Seven Swords, nouvel avis

Publié le par Poulpy

En ce moment, je bosse sur un univers Wuxia Fantastique pour Heroquest en me basant sur le background du JDR Qin. Du coup je me rematte toute ma collection de films chinois de sabres, magie et/ou arts martiaux afin de dégager les archétypes du genre.

 

J'ai commencer par me revoir le Seven Swords de Tsui Hark.

 

http://www.moviesonline.ca/movie-gallery/albums/userpics//SevenSwordsTeaserPoster.jpg

 

La claque!

 

Mon regard à dut évoluer car j'ai trouver ce film bien meilleur que lors de mon premier visionnage en 2005.

 

Je rappelle le synopsis:

L'empereur interdit la pratique des arts martiaux.

Pour faire respecter cette loi, il fait appel à un groupe de soldats dirigé par un certain Ravage.
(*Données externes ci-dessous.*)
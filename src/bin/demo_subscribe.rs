// SPDX-License-Identifier: MIT
// SPDX-FileCopyrightText: 2025-2026 natyamatsya contributors
//
// Subscribes to a named stream and reports RMS level plus stall status.
//
// Usage: demo_subscribe [stream_name]

use std::sync::atomic::{AtomicBool, Ordering};
use std::time::{Duration, Instant};

use shmstream::rt::{audio_period_ns, promote_rt_thread};
use shmstream::{AudioReturn, CatalogFactory, SharedCatalogFactory};

const SAMPLE_RATE: u32 = 48000;
const BLOCK: u32 = 256;
const CHANNELS: usize = 2;

static RUNNING: AtomicBool = AtomicBool::new(true);

#[cfg(unix)]
extern "C" fn on_signal(_: libc::c_int) {
    RUNNING.store(false, Ordering::Relaxed);
}

fn main() {
    let args: Vec<String> = std::env::args().collect();
    let name = args
        .get(1)
        .cloned()
        .unwrap_or_else(|| "demo_stream".to_string());

    let factory = SharedCatalogFactory::new("demo");
    let catalog = factory.acquire().expect("catalog");
    let ret = AudioReturn::new();
    ret.attach(&catalog);
    assert!(ret.connect(&name), "connect request");

    #[cfg(unix)]
    unsafe {
        libc::signal(libc::SIGINT, on_signal as *const () as libc::sighandler_t);
        libc::signal(libc::SIGTERM, on_signal as *const () as libc::sighandler_t);
    }

    let period = audio_period_ns(SAMPLE_RATE, BLOCK);
    if promote_rt_thread(period) {
        println!("subscribe[{name}]: real-time priority set (period={period} ns)");
    } else {
        println!("subscribe[{name}]: running without RT priority");
    }
    println!(
        "subscribe[{name}]: entering pull loop (pid={})",
        std::process::id()
    );

    let mut bufs = [[0.0f32; BLOCK as usize]; CHANNELS];
    let callback_period = Duration::from_nanos(period);
    let mut next_wake = Instant::now();
    let mut accum = 0.0f64;
    let mut accum_frames: u64 = 0;
    let mut blocks: u64 = 0;

    while RUNNING.load(Ordering::Relaxed) {
        if ret.begin(BLOCK).is_ok() {
            for (ch, buf) in bufs.iter_mut().enumerate() {
                let _ = ret.read_sanitized(ch as u32, buf);
                for &s in buf.iter() {
                    accum += (s as f64) * (s as f64);
                }
            }
            let _ = ret.end();
            accum_frames += BLOCK as u64 * CHANNELS as u64;
        }

        blocks += 1;
        if blocks % (SAMPLE_RATE as u64 / BLOCK as u64) == 0 {
            let rms = if accum_frames > 0 {
                (accum / accum_frames as f64).sqrt()
            } else {
                0.0
            };
            println!(
                "subscribe[{name}]: rms={rms:.4} active={} stalled={}",
                ret.active(),
                ret.stalled()
            );
            accum = 0.0;
            accum_frames = 0;
        }

        next_wake += callback_period;
        let now = Instant::now();
        if next_wake > now {
            std::thread::sleep(next_wake - now);
        } else {
            next_wake = now;
        }
    }

    ret.disconnect();
    ret.detach();
    println!("subscribe[{name}]: shutting down");
}

#[cfg(unix)]
extern crate libc;
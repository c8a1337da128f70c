// SPDX-License-Identifier: MIT
// SPDX-FileCopyrightText: 2025-2026 natyamatsya contributors
//
// Real-time thread promotion for audio pacing loops.

/// Audio callback period in nanoseconds for a given rate and block size.
pub fn audio_period_ns(sample_rate: u32, frames_per_buffer: u32) -> u64 {
    (frames_per_buffer as u64) * 1_000_000_000 / (sample_rate as u64)
}

/// Promote the calling thread to real-time priority. Best-effort;
/// returns `true` on success.
///
/// `period_ns` is the nominal time between callbacks (see
/// [`audio_period_ns`]); only the macOS policy consumes it.
pub fn promote_rt_thread(period_ns: u64) -> bool {
    #[cfg(target_os = "macos")]
    {
        promote_macos(period_ns)
    }
    #[cfg(target_os = "linux")]
    {
        let _ = period_ns;
        promote_linux()
    }
    #[cfg(windows)]
    {
        let _ = period_ns;
        promote_windows()
    }
    #[cfg(not(any(target_os = "macos", target_os = "linux", windows)))]
    {
        let _ = period_ns;
        false
    }
}

// ---------------------------------------------------------------------------
// macOS — Mach thread time constraint policy
// ---------------------------------------------------------------------------

#[cfg(target_os = "macos")]
fn promote_macos(period_ns: u64) -> bool {
    #[repr(C)]
    struct MachTimebaseInfo {
        numer: u32,
        denom: u32,
    }

    extern "C" {
        fn mach_timebase_info(info: *mut MachTimebaseInfo) -> i32;
        fn pthread_mach_thread_np(thread: libc::pthread_t) -> u32; // mach_port_t
        fn thread_policy_set(thread: u32, flavor: u32, policy_info: *const u32, count: u32) -> i32;
    }

    const THREAD_TIME_CONSTRAINT_POLICY: u32 = 2;
    const THREAD_TIME_CONSTRAINT_POLICY_COUNT: u32 = 4;

    #[repr(C)]
    struct ThreadTimeConstraintPolicy {
        period: u32,
        computation: u32,
        constraint: u32,
        preemptible: i32, // boolean_t
    }

    let mut tb = MachTimebaseInfo { numer: 0, denom: 0 };
    unsafe {
        mach_timebase_info(&mut tb);
    }
    if tb.numer == 0 || tb.denom == 0 {
        return false;
    }

    let to_abs = |ns: u64| -> u32 { ((ns * tb.denom as u64) / tb.numer as u64) as u32 };

    let policy = ThreadTimeConstraintPolicy {
        period: to_abs(period_ns),
        computation: to_abs(period_ns / 2),
        constraint: to_abs(period_ns),
        preemptible: 1,
    };

    let kr = unsafe {
        let mach_thread = pthread_mach_thread_np(libc::pthread_self());
        thread_policy_set(
            mach_thread,
            THREAD_TIME_CONSTRAINT_POLICY,
            &policy as *const _ as *const u32,
            THREAD_TIME_CONSTRAINT_POLICY_COUNT,
        )
    };
    kr == 0 // KERN_SUCCESS
}

// ---------------------------------------------------------------------------
// Linux — SCHED_FIFO (requires CAP_SYS_NICE or root)
// ---------------------------------------------------------------------------

#[cfg(target_os = "linux")]
fn promote_linux() -> bool {
    // SCHED_FIFO with priority 80 is a common RT audio choice.
    let param = libc::sched_param { sched_priority: 80 };
    let ret =
        unsafe { libc::pthread_setschedparam(libc::pthread_self(), libc::SCHED_FIFO, &param) };
    ret == 0
}

// ---------------------------------------------------------------------------
// Windows — TIME_CRITICAL thread priority
// ---------------------------------------------------------------------------

#[cfg(windows)]
fn promote_windows() -> bool {
    use windows_sys::Win32::System::Threading::{
        GetCurrentThread, SetThreadPriority, THREAD_PRIORITY_TIME_CRITICAL,
    };
    unsafe { SetThreadPriority(GetCurrentThread(), THREAD_PRIORITY_TIME_CRITICAL) != 0 }
}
Ce groupe n'hésite pas à massacré tout village qui renferme des artistes martiaux, allant jusqu'à tuer les vieillards et les enfants.

Un ancien bourreau, Fu, essaie de s'opposer à Ravage. Pour cela il part chercher de l'aide sur le mont céleste.

Il en reviendra accompagner de 6 guerriers, chacun armée d'une épée extraordinaire.

 

Les rare personnes qui ont connus mon ancien blog ce rappellerons peut être qu'a l'époque j'avais surtout pesté sur un film pas réellement finit (le montage initial fait 4h, la version final à été réduite à 2h30).

J'ai peut être digérer la frustration de l'époque car désormais je vois dans ce film une oeuvre complète et génial.

Bien sur, sur les sept héros, finalement seul deux sont véritablement exploités à fond et deux autres complètement oubliés, à la limite de la figuration. Mais au finale cette alchimie passe plutôt bien grâce à un méchant charismatique, grandiloquent, ricanant mais aussi un peu pathétique dans son rapport avec les femmes et surtout grâce à une mise en scène grandiose.

Tsui Hark maîtrise à la perfection la construction du film, que ce soit lors de scènes apaisantes (le lâché de chevaux par exemple) que des scènes de combat.

Celles ci sont particulièrement impressionnantes, organiques avec de la violence pur, du sang, de la sueur! On est loin de deux chevaliers qui danse sur l'eau à la force de leurs épées. Ici, un sabre ce n'est pas un accessoire de danse, sa sert à mutiler, émincer, tuer! Et pourtant si il n'y a pas vraiment de grâce dans les combat, il y a quand même une recherche de l'esthétique qui les rend marquant.

Je pense notamment à la scène de duel entre Donnie Yen (Chu Zhaona, l'un des héros), grandiose, et Honglei Sun (qui joue Ravage). Les deux hommes ce battent à l'épée tout en grimpant en deux murs d'un couloirs étroits. Il y à ici une maîtrise parfaite du maniement de la caméra mais aussi de la chorégraphie des deux acteurs.

Ce film que je trouvait juste bien par le passé est donc entré dans mon palmarès des meilleur films de sabres.


 

 

(et d'un point de vus JDR, ce film m'a permis de dégager 2 archétypes à inclure dans mon jeu, le forgeron mystique et l'étranger.)